SUPPLIED DATA Block Start

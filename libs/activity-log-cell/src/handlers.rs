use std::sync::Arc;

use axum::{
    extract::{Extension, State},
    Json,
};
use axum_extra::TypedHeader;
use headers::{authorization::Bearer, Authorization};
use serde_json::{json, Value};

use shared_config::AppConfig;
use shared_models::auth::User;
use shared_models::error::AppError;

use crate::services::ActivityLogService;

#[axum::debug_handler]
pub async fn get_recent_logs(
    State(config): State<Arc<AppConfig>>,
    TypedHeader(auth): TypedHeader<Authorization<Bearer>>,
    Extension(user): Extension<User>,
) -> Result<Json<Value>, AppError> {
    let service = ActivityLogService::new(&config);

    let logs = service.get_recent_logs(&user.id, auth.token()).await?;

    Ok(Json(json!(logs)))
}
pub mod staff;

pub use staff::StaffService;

SUPPLIED DATA Block End

> [WHAT YOU NEED TO DO]:
For each line in the entries that contains the string "Authorization", make a copy.

> [REPLY TO THE TASK]:
use headers::{authorization::Bearer, Authorization};
    TypedHeader(auth): TypedHeader<Authorization<Bearer>>,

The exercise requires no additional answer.